Why Guam? It’s home to a significant military presence. The North Koreans surely understand what would occur if they were to launch a missile. In case they don’t, I’ll explain right here: They would be wiped off the face of the planet.

Do they want that? The obvious answer would be a resounding no.

I believe the obvious answer would be a resounding no.

Why, then, does the president of the United States insist on ratcheting up the rhetoric against North Korea?

The world is a jittery place right now. We can “thank” the president of the United States for adding to our worldwide fear.

Trump’s troubles have nothing to do with ideology

Michael Dukakis once was derided when he said while accepting the 1988 Democratic Party nomination for president that the election was “about competence.”

His foes shredded him for that suggestion and he lost the election huge to Vice President George H.W. Bush.

Three decades later, another president is facing crises of his own. They relate in some measure to his own competence. Or lack thereof. They also concern his fitness for the job and whether he actually is of sound mind.

A former Republican U.S. senator — a member of Donald Trump’s own party — is urging his former colleagues and members of his home state of New Hampshire’s congressional delegation to remove the president from office as soon as possible. Gordon Humphrey said that Trump is of a “sick mind.” He calls him “seriously sick” and “dangerous.” Sen. Humphrey’s concern stems from that reckless statement about “fire and fury” that Trump threatened to bring to North Korea over that country’s threats to the United States.

There’s a good chance we’re going to hear more of that kind of talk as Trump continues to exhibit an absolute disregard for anything approaching diplomatic protocol or decorum. He reportedly ad-libbed the “fire and fury” threat while on vacation in New Jersey — and it is continuing to reverberate around the world.

The curious aspect of all this anti-Trump fever/fervor is that it seems to have nothing to do with ideology. Why? It’s because, in my view, Trump lacks an ideology. He doesn’t have a guiding principle on which he seeks to govern. His interests lie solely in “winning” at all costs. It matters not one damn bit whether a policy fits into a neat ideological niche.

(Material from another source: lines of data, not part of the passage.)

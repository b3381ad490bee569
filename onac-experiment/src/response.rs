use onac_core::ResponseSpec;

/// The first qualifying key event observed inside a response window.
#[derive(Debug, Clone, PartialEq)]
pub struct CapturedResponse {
    pub key: String,
    /// Seconds from the window's own start, not from trial start.
    pub rt: f64,
}

/// Polls key input inside one trial's response window.
///
/// The window has its own clock zero (set when the response phase is
/// entered) so reaction times are response-locked. The first qualifying key
/// closes the window; polling may continue but later events are never
/// attributed to the trial. Expiry without a key leaves `captured` as
/// `None`, distinct from a zero RT or any stale value.
#[derive(Debug)]
pub struct ResponseCapture {
    spec: ResponseSpec,
    window_start: Option<f64>,
    captured: Option<CapturedResponse>,
    closed: bool,
}

impl ResponseCapture {
    pub fn new(spec: ResponseSpec) -> Self {
        Self {
            spec,
            window_start: None,
            captured: None,
            closed: false,
        }
    }

    pub fn spec(&self) -> &ResponseSpec {
        &self.spec
    }

    /// Opens the window and zeroes its clock. Later calls are ignored so the
    /// start is pinned to the tick that entered the response phase.
    pub fn open(&mut self, at: f64) {
        if self.window_start.is_none() && !self.closed {
            self.window_start = Some(at);
        }
    }

    pub fn is_open(&self) -> bool {
        self.window_start.is_some() && !self.closed
    }

    /// Feeds this tick's key events. Returns the captured response on the
    /// tick that captures it, `None` on every other tick.
    pub fn poll(&mut self, keys: &[String], elapsed: f64) -> Option<&CapturedResponse> {
        let start = self.window_start?;
        if self.closed {
            return None;
        }
        let key = keys.iter().find(|k| self.spec.qualifies(k.as_str()))?;
        self.captured = Some(CapturedResponse {
            key: key.clone(),
            rt: elapsed - start,
        });
        self.closed = true;
        self.captured.as_ref()
    }

    /// Closes the window at phase end. A window that never opened stays
    /// closed so out-of-window keys can never be attributed to the trial.
    pub fn expire(&mut self) {
        self.closed = true;
    }

    pub fn captured(&self) -> Option<&CapturedResponse> {
        self.captured.as_ref()
    }
}
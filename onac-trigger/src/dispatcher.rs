use crate::channel::{TriggerError, TriggerSink};

#[derive(Debug, Clone, PartialEq)]
struct PendingTrigger {
    code: u8,
    /// Transition time in seconds from trial start.
    at: f64,
    fired: bool,
}

/// Guarantees exactly-once delivery of each armed trigger code at the first
/// refresh tick that observes `elapsed >= at`.
///
/// `fire_due` must run every tick *before* the frame draw it is bound to,
/// so the code is queued on the wire no later than the visual onset it
/// marks; within one tick that ordering is the whole coincidence guarantee.
/// Codes are dispatched in transition order regardless of arming order.
#[derive(Debug, Default)]
pub struct TriggerDispatcher {
    pending: Vec<PendingTrigger>,
    completion: Option<PendingTrigger>,
    sent: Vec<u8>,
}

impl TriggerDispatcher {
    pub fn new() -> Self {
        Self::default()
    }

    /// Registers intent to send `code` at the first tick at or after `at`.
    /// Arming a second unfired trigger for the same transition is rejected.
    pub fn arm(&mut self, code: u8, at: f64) -> Result<(), TriggerError> {
        if self
            .pending
            .iter()
            .any(|p| !p.fired && (p.at - at).abs() < f64::EPSILON)
        {
            return Err(TriggerError::AlreadyArmed { at });
        }
        let idx = self.pending.partition_point(|p| p.at <= at);
        self.pending.insert(
            idx,
            PendingTrigger {
                code,
                at,
                fired: false,
            },
        );
        Ok(())
    }

    /// Binds `code` to trial completion, wherever in time that lands
    /// (deadline expiry or an early response-driven end).
    pub fn arm_completion(&mut self, code: u8) -> Result<(), TriggerError> {
        if self.completion.as_ref().is_some_and(|p| !p.fired) {
            return Err(TriggerError::AlreadyArmed { at: f64::INFINITY });
        }
        self.completion = Some(PendingTrigger {
            code,
            at: f64::INFINITY,
            fired: false,
        });
        Ok(())
    }

    /// Sends every armed-but-unfired trigger whose transition has been
    /// reached. Invoked once per refresh tick; the fired flag makes each
    /// send exactly-once no matter how many ticks observe the transition.
    pub fn fire_due(&mut self, elapsed: f64, sink: &mut impl TriggerSink) -> usize {
        let mut fired = 0;
        for p in &mut self.pending {
            if !p.fired && p.at <= elapsed {
                sink.send(p.code);
                self.sent.push(p.code);
                p.fired = true;
                fired += 1;
            }
        }
        fired
    }

    /// Fires the completion trigger, once, at the trial's single transition
    /// into its terminal state.
    pub fn complete(&mut self, sink: &mut impl TriggerSink) {
        if let Some(p) = self.completion.as_mut() {
            if !p.fired {
                sink.send(p.code);
                self.sent.push(p.code);
                p.fired = true;
            }
        }
    }

    /// Codes dispatched so far, in transmission order. Dispatch is logged
    /// even when the channel is disabled, so records reconstruct the
    /// protocol timeline independent of hardware presence.
    pub fn sent(&self) -> &[u8] {
        &self.sent
    }

    pub fn sent_string(&self) -> String {
        self.sent.iter().map(|&c| c as char).collect()
    }

    pub fn all_fired(&self) -> bool {
        self.pending.iter().all(|p| p.fired)
            && self.completion.as_ref().is_none_or(|p| p.fired)
    }
}
use crate::hmlib::aggregate::Aggregator;
use crate::hmlib::artifacts::{
    AlignmentFormat, CallSet, Gvcf, HaplotypeBlocks, MergedAlignment, PipelineResult,
    VersionManifest,
};
use crate::hmlib::caller::{make_caller, CallerKind};
use crate::hmlib::chunker::RegionChunker;
use crate::hmlib::contigs::{ContigPolicy, ContigSet};
use crate::hmlib::errors::{PipelineError, Result};
use crate::hmlib::ops::PipelineOps;
use crate::hmlib::phasing::PhasingStage;
use crate::hmlib::regions::RegionFilter;
use crate::hmlib::report;
use crate::hmlib::sample::Sample;
use crate::hmlib::tracks::{resolve, ResolveFlags, Track, TrackSet};
use itertools::Itertools;
use serde::Serialize;
use std::fmt;
use std::path::{Path, PathBuf};
use std::sync::Arc;

/// Pipeline execution states. `Failed` is absorbing and carries the
/// originating stage and sample through `PipelineError`.
#[derive(Debug, Clone, Copy, PartialEq, Eq, Serialize)]
#[serde(rename_all = "lowercase")]
pub enum Stage {
    Init,
    ContigsResolved,
    TracksResolved,
    Calling,
    Phasing,
    Aggregating,
    Reporting,
    Done,
    Failed,
}

impl fmt::Display for Stage {
    fn fmt(&self, f: &mut fmt::Formatter<'_>) -> fmt::Result {
        f.write_str(match self {
            Stage::Init => "init",
            Stage::ContigsResolved => "contigs-resolved",
            Stage::TracksResolved => "tracks-resolved",
            Stage::Calling => "calling",
            Stage::Phasing => "phasing",
            Stage::Aggregating => "aggregating",
            Stage::Reporting => "reporting",
            Stage::Done => "done",
            Stage::Failed => "failed",
        })
    }
}

/// Everything the driver needs to know, computed once before any sample runs
/// and never mutated afterwards.
#[derive(Debug, Clone)]
pub struct PipelineConfig {
    pub requested: TrackSet,
    pub flags: ResolveFlags,
    pub caller: CallerKind,
    pub gvcf: bool,
    pub policy: ContigPolicy,
    pub chunk_size: u64,
    pub threads: usize,
    pub out_format: AlignmentFormat,
    pub run_params: serde_json::Value,
}

/// The resolved execution plan: a pure function of the inputs, printable
/// without invoking any backend.
#[derive(Debug)]
pub struct ExecutionPlan {
    pub enabled: TrackSet,
    pub contigs: ContigSet,
    pub chunk_count: usize,
    pub needs_phasing: bool,
    pub caller: CallerKind,
    pub policy: ContigPolicy,
}

impl ExecutionPlan {
    pub fn new(
        requested: TrackSet,
        flags: &ResolveFlags,
        policy: ContigPolicy,
        caller: CallerKind,
        chunk_size: u64,
        reference: &Path,
        bed: Option<&Path>,
    ) -> Result<Self> {
        let contigs = ContigSet::from_fai(&fai_path(reference), policy)?;
        let filter = match bed {
            Some(path) => RegionFilter::from_bed(path, &contigs)?,
            None => RegionFilter::none(),
        };
        let enabled = resolve(requested, flags);
        let chunk_count = RegionChunker::new(&contigs, &filter, chunk_size).len();
        Ok(Self {
            enabled,
            contigs,
            chunk_count,
            needs_phasing: flags.phased && enabled.contains(TrackSet::SNP),
            caller,
            policy,
        })
    }
}

impl fmt::Display for ExecutionPlan {
    fn fmt(&self, f: &mut fmt::Formatter<'_>) -> fmt::Result {
        let tracks = if self.enabled.is_empty() {
            "none (qc only)".to_string()
        } else {
            self.enabled.names().iter().join(", ")
        };
        writeln!(f, "enabled tracks: {}", tracks)?;
        writeln!(
            f,
            "contigs: {} ({})",
            self.contigs.len(),
            match self.policy {
                ContigPolicy::Standard => "standard chromosomes",
                ContigPolicy::All => "all contigs",
            }
        )?;
        writeln!(f, "caller backend: {}", self.caller)?;
        writeln!(f, "calling chunks: {}", self.chunk_count)?;
        write!(
            f,
            "phasing: {}",
            if self.needs_phasing { "yes" } else { "no" }
        )
    }
}

/// The outcome of one sample's run.
#[derive(Debug)]
pub struct SampleRun {
    pub alias: String,
    pub final_stage: Stage,
    pub outcome: Result<SampleSuccess>,
}

#[derive(Debug)]
pub struct SampleSuccess {
    pub result: Arc<PipelineResult>,
    pub track_calls: Vec<CallSet>,
}

/// Top-level state machine: contig enumeration, dependency resolution,
/// calling, optional phasing, aggregation, reporting, then downstream track
/// dispatch against the published result.
pub struct PipelineDriver {
    config: PipelineConfig,
    ops: Arc<dyn PipelineOps>,
}

impl PipelineDriver {
    pub fn new(config: PipelineConfig, ops: Arc<dyn PipelineOps>) -> Self {
        Self { config, ops }
    }

    /// Run every sample. One sample's failure never stops another's run.
    pub fn run(&self, samples: &[Sample]) -> Vec<SampleRun> {
        samples
            .iter()
            .map(|sample| {
                let outcome = self.run_sample(sample);
                let final_stage = match &outcome {
                    Ok(_) => Stage::Done,
                    Err(e) => {
                        error!(
                            "sample {} failed during {}: {}",
                            sample.alias,
                            e.stage().unwrap_or(Stage::Init),
                            e
                        );
                        Stage::Failed
                    }
                };
                SampleRun {
                    alias: sample.alias.clone(),
                    final_stage,
                    outcome,
                }
            })
            .collect()
    }

    fn run_sample(&self, sample: &Sample) -> Result<SampleSuccess> {
        let alias = sample.alias.as_str();
        let mut stage = Stage::Init;
        info!("sample {}: starting", alias);

        let contigs = ContigSet::from_fai(&fai_path(&sample.reference), self.config.policy)
            .map_err(|e| e.at(stage, alias))?;
        if contigs.is_empty() {
            return Err(
                PipelineError::config("reference has no contigs under the inclusion policy")
                    .at(stage, alias),
            );
        }
        stage = Stage::ContigsResolved;
        debug!("sample {}: {}, {} contigs", alias, stage, contigs.len());

        // dependency resolution is total; this transition cannot fail
        let enabled = resolve(self.config.requested, &self.config.flags);
        stage = Stage::TracksResolved;
        info!(
            "sample {}: {}, enabled tracks [{}]",
            alias,
            stage,
            enabled.names().iter().join(",")
        );

        let filter = match &sample.target_bed {
            Some(bed) => RegionFilter::from_bed(bed, &contigs).map_err(|e| e.at(stage, alias))?,
            None => RegionFilter::none(),
        };
        let chunk_count = RegionChunker::new(&contigs, &filter, self.config.chunk_size).len();

        let mut call_sets: Vec<CallSet> = Vec::new();
        let mut gvcf: Option<Gvcf> = None;
        let mut haplotype_blocks: Option<HaplotypeBlocks> = None;
        let mut haplotagged_alignment: Option<MergedAlignment> = None;
        let mut haplotagged_contigs = 0usize;

        if enabled.contains(TrackSet::SNP) {
            stage = Stage::Calling;
            let caller = make_caller(
                self.config.caller,
                self.ops.clone(),
                self.config.threads,
                self.config.chunk_size,
            );
            let output = caller
                .call(sample, &contigs, &filter, self.config.gvcf)
                .map_err(|e| e.at(stage, alias))?;
            gvcf = output.gvcf;

            if self.config.flags.phased {
                stage = Stage::Phasing;
                let phasing = PhasingStage::new(self.ops.clone(), self.config.threads);
                let phased = phasing
                    .run(sample, &contigs, output.calls)
                    .map_err(|e| e.at(stage, alias))?;
                haplotagged_contigs = phased.tagged.len();
                haplotype_blocks = Some(phased.blocks);

                stage = Stage::Aggregating;
                let merged = Aggregator::new(self.ops.clone(), self.config.out_format)
                    .merge(sample, &contigs, phased.tagged)
                    .map_err(|e| e.at(stage, alias))?;
                haplotagged_alignment = Some(merged);
                call_sets.push(phased.phased);
            } else {
                // nothing was haplotagged, so every contig passes through as is
                stage = Stage::Aggregating;
                debug!(
                    "sample {}: {}, phasing off, alignments pass through",
                    alias, stage
                );
                call_sets.push(output.calls);
            }
        }

        stage = Stage::Reporting;
        let manifest = VersionManifest::new(self.ops.tool_versions());
        let result = Arc::new(PipelineResult {
            sample: alias.to_string(),
            call_sets,
            gvcf,
            haplotype_blocks,
            haplotagged_alignment,
            manifest,
            run_params: self.config.run_params.clone(),
        });
        let stats = report::build_stats(
            &result,
            enabled,
            &contigs,
            chunk_count,
            haplotagged_contigs,
        );
        let report_path = self
            .ops
            .render_report(&result, &stats)
            .map_err(|e| e.at(stage, alias))?;
        info!("sample {}: report at {}", alias, report_path.display());
        stage = Stage::Done;

        // downstream tracks consume the published result read-only; a failed
        // track is reported without aborting its siblings
        let mut track_calls = Vec::new();
        for track in enabled.tracks() {
            if track == Track::Snp {
                continue;
            }
            match self.ops.run_track(track, sample, &result) {
                Ok(calls) => {
                    info!("sample {}: {} track done", alias, track);
                    track_calls.push(calls);
                }
                Err(e) => error!("sample {}: {} track failed: {}", alias, track, e),
            }
        }

        info!("sample {}: {}", alias, stage);
        Ok(SampleSuccess {
            result,
            track_calls,
        })
    }
}

/// Companion faidx path for a reference fasta.
pub fn fai_path(reference: &Path) -> PathBuf {
    let mut path = reference.to_path_buf();
    path.set_file_name(format!(
        "{}.fai",
        reference
            .file_name()
            .map(|name| name.to_string_lossy().into_owned())
            .unwrap_or_default()
    ));
    path
}
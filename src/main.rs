extern crate pretty_env_logger;

#[macro_use]
extern crate log;

use clap::Parser;
use haplomux::{
    Cli, Commands, ExecutionPlan, PipelineConfig, PipelineDriver, PipelineParams, PlanArgs,
    RunArgs, Stage, SystemOps,
};
use std::sync::Arc;

fn main() {
    let cli = Cli::parse();
    match cli.command {
        Commands::Run(args) => run(args),
        Commands::Plan(args) => plan(args),
    }
}

fn setup_logging(debug: bool) {
    let level = if debug {
        log::LevelFilter::Debug
    } else {
        log::LevelFilter::Info
    };
    pretty_env_logger::formatted_timed_builder()
        .filter_level(level)
        .init();
}

fn run(args: RunArgs) {
    setup_logging(args.debug());

    info!("starting");
    info!("params: {:#?}", args);
    if !args.validate() {
        error!("please fix arguments");
        std::process::exit(1);
    }

    let samples = args.samples();
    let config = PipelineConfig {
        requested: args.tracks.requested(),
        flags: args.tracks.resolve_flags(),
        caller: args.tracks.caller,
        gvcf: args.tracks.gvcf,
        policy: args.tracks.policy(),
        chunk_size: args.tracks.chunk_size,
        threads: args.io.threads,
        out_format: args.io.out_format,
        run_params: args.run_params(),
    };

    let ops = match SystemOps::new(args.io.out_dir.clone()) {
        Ok(ops) => Arc::new(ops.with_variant_db(args.io.variant_db.clone())),
        Err(e) => {
            error!("{}", e);
            std::process::exit(1);
        }
    };

    let driver = PipelineDriver::new(config, ops);
    let runs = driver.run(&samples);

    let failed = runs
        .iter()
        .filter(|run| run.final_stage == Stage::Failed)
        .count();
    for run in &runs {
        match &run.outcome {
            Ok(success) => info!(
                "sample {}: {} call sets, {} downstream tracks",
                run.alias,
                success.result.call_sets.len(),
                success.track_calls.len()
            ),
            Err(e) => error!("sample {}: {}", run.alias, e),
        }
    }

    info!("finished");
    if failed != 0 {
        error!("{} of {} samples failed", failed, runs.len());
        std::process::exit(1);
    }
}

fn plan(args: PlanArgs) {
    setup_logging(args.debug());

    if !args.validate() {
        error!("please fix arguments");
        std::process::exit(1);
    }

    let plan = match ExecutionPlan::new(
        args.tracks.requested(),
        &args.tracks.resolve_flags(),
        args.tracks.policy(),
        args.tracks.caller,
        args.tracks.chunk_size,
        &args.reference,
        args.bed.as_deref(),
    ) {
        Ok(plan) => plan,
        Err(e) => {
            error!("{}", e);
            std::process::exit(1);
        }
    };

    println!("{}", plan);
}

He shows his incompetence daily by refusing to reach across the aisle to Democrats, with whom he must govern in a cooperative manner. For that matter, he’s swatting away the hands of many leading Republicans, too, the guys on his team.

Then he inflames all of it with his utterly frightening threat to North Korea. “Donald Trump is impaired by a seriously sick psyche,” Humphrey wrote. “His sick mind and reckless conduct could consume the lives of millions.”

Will any of this result in some sort of removal strategy? I haven’t a clue. I am of the opinion that we are going to hear much more of this kind of talk coming from within the Republican Party, which might be awakening finally to the mistake that occurred when Donald Trump got elected president of the United States.